▸ Your objective
Provide the count of lines below where "SaFlags" occurs, with no other output.

▸ Dataset content
_ _ _

impl SaRegistry {
    pub fn new(capacity: usize, metrics: MetricsRecorder) -> Self {
        Self {
            sas: HashMap::new(),
            by_cookies: HashMap::new(),
            by_name: HashMap::new(),
            next_id: 1,
            capacity,
            metrics,
        }
    }

    /// Allocates an SA bound to `transport`, holding the registry's own reference.
    pub fn create(&mut self, ctx: SaContext, transport: TransportId) -> Result<SaId> {
        if self.sas.len() >= self.capacity {
            error!("sa_create: table full ({} SAs)", self.sas.len());
            return Err(DaemonError::SaCapacity {
                capacity: self.capacity,
            });
        }
        let key = (ctx.cookies, ctx.message_id);
        if let Some(existing) = self.by_cookies.get(&key) {
            debug!("sa_create: cookies {} already name {existing}", ctx.cookies);
            return Err(DaemonError::Duplicate(format!("SA cookies {}", ctx.cookies)));
        }

        let id = SaId(self.next_id);
        self.next_id += 1;
        let sa = SecurityAssociation::new(id, ctx, transport);

        self.by_cookies.insert(key, id);
        if let Some(name) = &sa.name {
            self.by_name
                .entry((name.clone(), sa.phase))
                .or_default()
                .push(id);
        }
        debug!(
            "sa_create: {id} phase {} {} on {transport}",
            sa.phase, sa.cookies
        );
        self.sas.insert(id, sa);
        self.metrics.sa_created.inc();
        self.metrics.sa_live.inc();
        Ok(id)
    }

    pub fn get(&self, id: SaId) -> Option<&SecurityAssociation> {
        self.sas.get(&id)
    }

    pub fn get_mut(&mut self, id: SaId) -> Option<&mut SecurityAssociation> {
        self.sas.get_mut(&id)
    }

    /// Reachable through the indexes, i.e. not yet deleted.
    pub fn is_live(&self, id: SaId) -> bool {
        self.sas.get(&id).is_some_and(|sa| sa.linked)
    }

    /// Phase-1 lookup. An all-zero responder cookie matches an SA that is
    /// still negotiating with the same initiator cookie.
    pub fn lookup_by_cookies(&self, initiator: [u8; 8], responder: [u8; 8]) -> Option<SaId> {
        let cookies = Cookies::new(initiator, responder);
        if cookies.responder_unset() {
            return self
                .sas
                .values()
                .filter(|sa| sa.linked && sa.phase == Phase::One)
                .find(|sa| sa.cookies.initiator == initiator)
                .map(|sa| sa.id);
        }
        self.by_cookies.get(&(cookies, None)).copied()
    }

    /// Phase-2 lookup by the phase-1 cookies and the exchange message id.
    pub fn lookup_by_message(&self, cookies: Cookies, message_id: [u8; 4]) -> Option<SaId> {
        self.by_cookies.get(&(cookies, Some(message_id))).copied()
    }

    /// The newest SA for `name` in `phase` that has not been replaced.
    pub fn lookup_by_name(&self, name: &str, phase: Phase) -> Option<SaId> {
        self.by_name
            .get(&(name.to_owned(), phase))?
            .iter()
            .rev()
            .copied()
            .find(|id| {
                self.sas
                    .get(id)
                    .is_some_and(|sa| !sa.flags.contains(SaFlags::REPLACED))
            })
    }

    /// Finds the SA a kernel notice refers to.
    pub fn lookup(&self, dst: IpAddr, spi: &[u8], protocol: ProtoId) -> Option<SaId> {
        self.sas
            .values()
            .filter(|sa| sa.linked && sa.peer.ip() == dst)
            .find(|sa| {
                sa.protos
                    .iter()
                    .any(|p| p.proto == protocol && p.has_spi(spi))
            })
            .map(|sa| sa.id)
    }

    /// Records the responder cookie once phase 1 learns it.
    pub fn set_responder_cookie(&mut self, id: SaId, responder: [u8; 8]) -> Result<()> {
        let sa = self.sas.get_mut(&id).ok_or(DaemonError::UnknownSa(id))?;
        let old_key = (sa.cookies, sa.message_id);
        let mut cookies = sa.cookies;
        cookies.responder = responder;
        let new_key = (cookies, sa.message_id);
        if self.by_cookies.contains_key(&new_key) {
            return Err(DaemonError::Duplicate(format!("SA cookies {cookies}")));
        }
        sa.cookies = cookies;
        if sa.linked {
            self.by_cookies.remove(&old_key);
            self.by_cookies.insert(new_key, id);
        }
        Ok(())
    }

    pub fn reference(&mut self, id: SaId) -> Result<()> {
        let sa = self.sas.get_mut(&id).ok_or(DaemonError::UnknownSa(id))?;
        sa.refcnt += 1;
        trace!("sa_reference: {id} refcnt {}", sa.refcnt);
        Ok(())
    }

    /// Drops one reference. Returns `true` if that destroyed the SA.
    pub fn release(&mut self, id: SaId, scheduler: &mut Scheduler<TimerKind>) -> bool {
        let Some(sa) = self.sas.get_mut(&id) else {
            debug!("sa_release: {id} already gone");
            return false;
        };
        sa.refcnt = sa.refcnt.saturating_sub(1);
        trace!("sa_release: {id} refcnt {}", sa.refcnt);
        if sa.refcnt > 0 {
            return false;
        }
        self.destroy(id, scheduler);
        true
    }

    fn destroy(&mut self, id: SaId, scheduler: &mut Scheduler<TimerKind>) {
        self.unlink(id);
        let Some(mut sa) = self.sas.remove(&id) else {
            return;
        };
        // Any handle left here belongs to an event that already fired.
        for handle in [
            sa.soft_timer.take(),
            sa.hard_timer.take(),
            sa.dpd_timer.take(),
        ]
        .into_iter()
        .flatten()
        {
            if scheduler.cancel(handle).is_some() {
                error!("sa_free: {id} destroyed with a live timer");
            }
        }
        debug!("sa_free: {id} destroyed");
        self.metrics.sa_destroyed.inc();
        self.metrics.sa_live.dec();
    }

    fn unlink(&mut self, id: SaId) {
        let Some(sa) = self.sas.get_mut(&id) else {
            return;
        };
        if !sa.linked {
            return;
        }
        sa.linked = false;
        self.by_cookies.remove(&(sa.cookies, sa.message_id));
        if let Some(name) = &sa.name {
            let key = (name.clone(), sa.phase);
            if let Some(ids) = self.by_name.get_mut(&key) {
                ids.retain(|other| *other != id);
                if ids.is_empty() {
                    self.by_name.remove(&key);
                }
            }
        }
    }

    /// Unlinks the SA, cancels its timers (dropping their references) and
    /// drops the registry's own reference. Later calls are no-ops.
    pub fn delete(&mut self, id: SaId, scheduler: &mut Scheduler<TimerKind>) {
        if !self.is_live(id) {
            return;
        }
        self.unlink(id);
        let handles = match self.sas.get_mut(&id) {
            Some(sa) => [
                sa.soft_timer.take(),
                sa.hard_timer.take(),
                sa.dpd_timer.take(),
            ],
            None => return,
        };
        for handle in handles.into_iter().flatten() {
            if scheduler.cancel(handle).is_some() {
                self.release(id, scheduler);
            }
        }
        debug!("sa_delete: {id}");
        self.release(id, scheduler);
    }

    /// Flags `id` as superseded so its own expiry does not rekey.
    pub fn mark_replaced(&mut self, id: SaId) {
        if let Some(sa) = self.sas.get_mut(&id) {
            if !sa.flags.contains(SaFlags::REPLACED) {
                debug!("sa_mark_replaced: {id}");
                sa.flags.insert(SaFlags::REPLACED);
            }
        }
    }

    /// Schedules soft expiry at 90% of `sa.seconds` and hard expiry at 100%.
    /// Each event takes one reference. An SA without a seconds budget gets none.
    pub fn setup_expirations(
        &mut self,
        id: SaId,
        scheduler: &mut Scheduler<TimerKind>,
        now: Timestamp,
    ) -> Result<()> {
        let seconds = self
            .sas
            .get(&id)
            .ok_or(DaemonError::UnknownSa(id))?
            .seconds;
        if seconds == 0 {
            return Ok(());
        }
        let lifetime = Duration::from_secs(seconds);
        // 90% without overflowing on very long lifetimes.
        let soft_after = Duration::from_secs(seconds / 10 * 9 + seconds % 10 * 9 / 10);

        let soft = self.arm(
            id,
            scheduler,
            "sa_soft_expire",
            TimerKind::SoftExpire(id),
            now + soft_after,
        )?;
        let hard = match self.arm(
            id,
            scheduler,
            "sa_hard_expire",
            TimerKind::HardExpire(id),
            now + lifetime,
        ) {
            Ok(handle) => handle,
            Err(e) => {
                if scheduler.cancel(soft).is_some() {
                    self.release(id, scheduler);
                }
                return Err(e);
            }
        };

        if let Some(sa) = self.sas.get_mut(&id) {
            for stale in [sa.soft_timer.replace(soft), sa.hard_timer.replace(hard)]
                .into_iter()
                .flatten()
            {
                if scheduler.cancel(stale).is_some() {
                    sa.refcnt = sa.refcnt.saturating_sub(1);
                }
            }
            debug!(
                "sa_setup_expirations: {id} soft {:?} hard {:?}",
                sa.soft_deadline(),
                sa.hard_deadline()
            );
        }
        Ok(())
    }

    /// Takes a reference and schedules `kind`, giving the reference back if
    /// the event cannot be queued.
    pub(crate) fn arm(
        &mut self,
        id: SaId,
        scheduler: &mut Scheduler<TimerKind>,
        name: &'static str,
        kind: TimerKind,
        deadline: Timestamp,
    ) -> Result<TimerHandle> {
        self.reference(id)?;
        match scheduler.schedule(name, kind, deadline) {
            Ok(handle) => Ok(handle),
            Err(e) => {
                self.release(id, scheduler);
                Err(e.into())
            }
        }
    }

    pub fn iter(&self) -> impl Iterator<Item = &SecurityAssociation> {
        self.sas.values()
    }

    pub fn len(&self) -> usize {
        self.sas.len()
    }

    pub fn is_empty(&self) -> bool {
        self.sas.is_empty()
    }
}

_ _ _

▸ Result of the task
3